NBCUniversal’s flagship streamer Peacock reached 28 million subscribers after adding 4 million in the latest quarter, and did so at a loss of $565 million.
The studio’s streaming service lost $614 million the previous year. The entertainment group pointed to a “peak loss” for Peacock this year of about $3 billion, downgrading its outlook for a loss of $2.8 billion on Thursday.
The latest Peacock earnings report released as part of NBCU parent Comcast’s Q3 results showed streamer revenue at $840 million, up 64 percent from a year earlier.
Comcast Corp. President Mike Cavanagh said on a morning analyst call that media giant Peacock is sticking to its plans to anchor its transition from legacy linear TV networks to the streaming space. “We continue to be pleased with our progress in the few short years we’ve advanced our streaming strategy as a result of the ownership changes at Hulu,” Comcast executives said when they forecast Peacock’s improved financial performance in 2024.

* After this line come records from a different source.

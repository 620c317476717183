//! The file system capability the gateway is built on
//!
//! A backend provides user-mediated pickers, whole-file reads, and
//! close-to-commit writable streams. The gateway never reaches for a
//! platform global directly; it only talks to a value implementing
//! [`FileSystem`] that the host constructed and owns.
//!
//! All methods are `async` and single-threaded: the returned futures are not
//! required to be `Send`, matching the browser's event loop.

use crate::error::Result;
use crate::files::picker::PickerOptions;
use std::fmt;
use std::future::Future;

/// User-mediated access to files on the user's storage.
#[allow(async_fn_in_trait)]
pub trait FileSystem {
    /// Opaque, platform-owned reference to a selected or target file.
    type Handle: Clone + fmt::Debug;

    /// Sequential output channel bound to a handle.
    type Writable: WritableStream;

    /// Show a single-file open picker.
    ///
    /// Fails with [`Error::Cancelled`](crate::Error::Cancelled) when the user
    /// dismisses the dialog.
    async fn show_open_picker(&self, options: &PickerOptions) -> Result<Self::Handle>;

    /// Show a save-location picker. The chosen file need not exist.
    async fn show_save_picker(&self, options: &PickerOptions) -> Result<Self::Handle>;

    /// Open a writable stream on `handle`. Nothing is committed until the
    /// stream is closed.
    async fn create_writable(&self, handle: &Self::Handle) -> Result<Self::Writable>;

    /// Read the entire file behind `handle`.
    async fn read_all(&self, handle: &Self::Handle) -> Result<Vec<u8>>;
}

/// A close-to-commit output stream.
///
/// `close` consumes the stream, so a stream is finalized at most once.
/// Dropping a stream without closing it abandons the write.
#[allow(async_fn_in_trait)]
pub trait WritableStream {
    /// Append `payload` to the stream.
    async fn write(&mut self, payload: &[u8]) -> Result<()>;

    /// Commit everything written and release the stream.
    async fn close(self) -> Result<()>;
}

/// Close the stream held in `slot`, emptying the slot only once the close
/// succeeded.
///
/// On failure the stream stays in the slot so the owner's `Drop` still
/// abandons it.
#[cfg_attr(not(target_arch = "wasm32"), allow(dead_code))]
pub(crate) async fn release_after_close<S, F, Fut>(slot: &mut Option<S>, close: F) -> Result<()>
where
    S: Clone,
    F: FnOnce(S) -> Fut,
    Fut: Future<Output = Result<()>>,
{
    if let Some(stream) = slot.clone() {
        close(stream).await?;
    }
    *slot = None;
    Ok(())
}

// ─────────────────────────────────────────────────────────────────────────────
// Tests
// ─────────────────────────────────────────────────────────────────────────────

#[cfg(test)]
mod tests {
    use super::*;
    use crate::error::Error;
    use futures::executor::block_on;

    #[test]
    fn test_successful_close_empties_slot() {
        let mut slot = Some("stream");
        let result = block_on(release_after_close(&mut slot, |_| async { Ok(()) }));
        assert!(result.is_ok());
        assert!(slot.is_none());
    }

    #[test]
    fn test_failed_close_keeps_stream_for_abort() {
        let mut slot = Some("stream");
        let result = block_on(release_after_close(&mut slot, |_| async {
            Err(Error::Platform {
                name: "InvalidStateError".to_string(),
                message: "close rejected".to_string(),
            })
        }));
        assert!(matches!(result, Err(Error::Platform { .. })));
        assert_eq!(slot, Some("stream"));
    }

    #[test]
    fn test_empty_slot_is_already_closed() {
        let mut slot: Option<&str> = None;
        let mut called = false;
        let result = block_on(release_after_close(&mut slot, |_| {
            called = true;
            async { Ok(()) }
        }));
        assert!(result.is_ok());
        assert!(!called);
    }
}
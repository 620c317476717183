//! Browser backend over the File System Access API
//!
//! Pickers, writable streams and reads go through a small JavaScript glue
//! module (`web.js`). Handles stay opaque `JsValue`s owned by the browser.
//! Rejected promises are mapped with [`Error::from_dom_exception`].

use crate::error::{Error, Result};
use crate::files::picker::PickerOptions;
use crate::files::system::{release_after_close, FileSystem, WritableStream};
use js_sys::{Reflect, Uint8Array};
use log::debug;
use wasm_bindgen::prelude::*;

#[wasm_bindgen(module = "/src/files/web.js")]
extern "C" {
    #[wasm_bindgen(js_name = showOpenPicker, catch)]
    async fn show_open_picker(options_json: &str) -> std::result::Result<JsValue, JsValue>;

    #[wasm_bindgen(js_name = showSavePicker, catch)]
    async fn show_save_picker(options_json: &str) -> std::result::Result<JsValue, JsValue>;

    #[wasm_bindgen(js_name = createWritable, catch)]
    async fn create_writable(file_handle: &JsValue) -> std::result::Result<JsValue, JsValue>;

    #[wasm_bindgen(js_name = writeChunk, catch)]
    async fn write_chunk(stream: &JsValue, bytes: &[u8]) -> std::result::Result<JsValue, JsValue>;

    #[wasm_bindgen(js_name = closeWritable, catch)]
    async fn close_writable(stream: &JsValue) -> std::result::Result<JsValue, JsValue>;

    #[wasm_bindgen(js_name = abortWritable)]
    fn abort_writable(stream: &JsValue);

    #[wasm_bindgen(js_name = readFile, catch)]
    async fn read_file(file_handle: &JsValue) -> std::result::Result<JsValue, JsValue>;
}

/// Convert a rejected promise value into an [`Error`].
fn js_error(value: JsValue) -> Error {
    let field = |key: &str| {
        Reflect::get(&value, &JsValue::from_str(key))
            .ok()
            .and_then(|v| v.as_string())
    };

    match field("name") {
        Some(name) => Error::from_dom_exception(&name, &field("message").unwrap_or_default()),
        None => Error::Platform {
            name: "Error".to_string(),
            message: format!("{:?}", value),
        },
    }
}

/// A `FileSystemFileHandle` returned by one of the pickers.
#[derive(Debug, Clone)]
pub struct WebFileHandle(JsValue);

impl WebFileHandle {
    pub fn as_js(&self) -> &JsValue {
        &self.0
    }
}

/// [`FileSystem`] backed by the browser's file pickers.
#[derive(Debug, Clone, Copy, Default)]
pub struct WebFileSystem;

impl WebFileSystem {
    pub fn new() -> Self {
        Self
    }
}

impl FileSystem for WebFileSystem {
    type Handle = WebFileHandle;
    type Writable = WebWritable;

    async fn show_open_picker(&self, options: &PickerOptions) -> Result<WebFileHandle> {
        let json = options.to_platform_json()?;
        debug!("showOpenFilePicker({})", json);
        show_open_picker(&json).await.map(WebFileHandle).map_err(js_error)
    }

    async fn show_save_picker(&self, options: &PickerOptions) -> Result<WebFileHandle> {
        let json = options.to_platform_json()?;
        debug!("showSaveFilePicker({})", json);
        show_save_picker(&json).await.map(WebFileHandle).map_err(js_error)
    }

    async fn create_writable(&self, handle: &WebFileHandle) -> Result<WebWritable> {
        let stream = create_writable(&handle.0).await.map_err(js_error)?;
        Ok(WebWritable {
            stream: Some(stream),
        })
    }

    async fn read_all(&self, handle: &WebFileHandle) -> Result<Vec<u8>> {
        let bytes = read_file(&handle.0).await.map_err(js_error)?;
        Ok(Uint8Array::new(&bytes).to_vec())
    }
}

// ─────────────────────────────────────────────────────────────────────────────
// Writable Stream
// ─────────────────────────────────────────────────────────────────────────────

/// A `FileSystemWritableFileStream`. The browser commits the swap file on
/// close and discards it on abort.
#[derive(Debug)]
pub struct WebWritable {
    stream: Option<JsValue>,
}

impl WritableStream for WebWritable {
    async fn write(&mut self, payload: &[u8]) -> Result<()> {
        let Some(stream) = self.stream.as_ref() else {
            return Err(Error::Platform {
                name: "InvalidStateError".to_string(),
                message: "stream already closed".to_string(),
            });
        };
        write_chunk(stream, payload).await.map(|_| ()).map_err(js_error)
    }

    async fn close(mut self) -> Result<()> {
        release_after_close(&mut self.stream, |stream| async move {
            close_writable(&stream).await.map(|_| ()).map_err(js_error)
        })
        .await
    }
}

impl Drop for WebWritable {
    fn drop(&mut self) {
        if let Some(stream) = self.stream.take() {
            abort_writable(&stream);
        }
    }
}
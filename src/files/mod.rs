//! File operations module
//!
//! This module provides the file access gateway and the file system
//! backends it runs on: native dialogs on desktop, the File System Access
//! API in the browser, and an in-memory stand-in.

pub mod filters;
pub mod gateway;
pub mod memory;
pub mod picker;
pub mod system;

#[cfg(not(target_arch = "wasm32"))]
pub mod native;

#[cfg(target_arch = "wasm32")]
pub mod web;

Overall, Comcast’s content and experiences division, which includes NBCUniversal’s TV and streaming business, international networks and Sky Sports channels, and its movie studios and theme parks, rose less than 1 percent to $10.5 billion, while adjusted earnings before interest, taxes, Depreciation and amortization was $1.97 billion.
NBCUniversal studio segment reported EBITDA down 22 percent to $429 million and revenue down 23.6 percent to $2.5 billion on lower content licensing and theatrical revenue. By Christopher Nolan Oppenheimer While it grossed more than $900 million at the box office worldwide, overall theatrical revenue at the studio fell 25 percent to $504 million, the highest in the year-ago period. Minions: The Rise of Gru And Jurassic World: Dominion.
NBCU’s media unit results included revenue of $6 billion, up .4 percent from the prior year, and adjusted EBITDA profit of $7.23 million, up 6.5 percent year-over-year due to higher revenue and lower operating expenses. Due to lower political ad revenue in domestic markets compared to 2022, domestic advertising in the media segment fell 8.4 percent to $1.91 billion, while domestic distribution revenue increased 3.8 percent to $2.5 billion.
In the most recent quarter, theme park revenue from Universal’s locations in Orlando, Florida, Los Angeles, Osaka and Beijing rose 17 percent to $2.41 billion. In its traditional cable TV business, Comcast lost another 490,000 subscribers in the latest quarter as it faces the continuing impact of cord-cutting and TV viewers paying forward to streaming platforms.
Elsewhere, Comcast shed another 18,000 residential broadband subscribers while gaining 294,000 wireless subscribers. A combination of declining broadband customers and domestic advertising revenue sent Comcast shares down $2.83, or 6.6 percent, to $39.92 on Thursday morning.
During an analyst call, Comcast CFO Jason Armstrong announced that the media giant had saved about $500 million in working capital during the current production shutdown in Hollywood amid twin actor and writer strikes. “We expect this advantage in working capital to reverse as we ramp up our normalized production in the coming quarters,” he added.
Comcast Chairman and CEO Brian Roberts declined to comment when asked about media speculation that pro sports leagues such as the NBA and NFL could invest in Disney’s ESPN service. But he argued for live TV sports on Peacock, including its upcoming 2024 Paris Olympics coverage, and his company’s growing focus on streaming live sports to engage and retain viewers.
“A big part of that is commitment and belief, and we see all sports finding a way to be streamed more and more in the next years. That’s going to require more bandwidth. That should create an opportunity for us to have superior products in the market. That’s our strategy and sports is really at the heart and soul of a lot of what we do.” There is,” Roberts told analysts about the tilt at the peacock game, adding benefits to the company’s broadband Internet strategy.
Roberts also talked about Walt Disney and Charter Communications recently unveiling a new carriage deal that many see as reshaping the TV landscape. While praising the two companies for making a new deal that worked for them, he dismissed the single garage model of running the TV business.
“Every situation is a little different. What’s important to us is finding a way for our customers to have a great network, to integrate content and get access to that great content. I think we’re in a very good position to do that. We look forward to making it work,” Roberts said.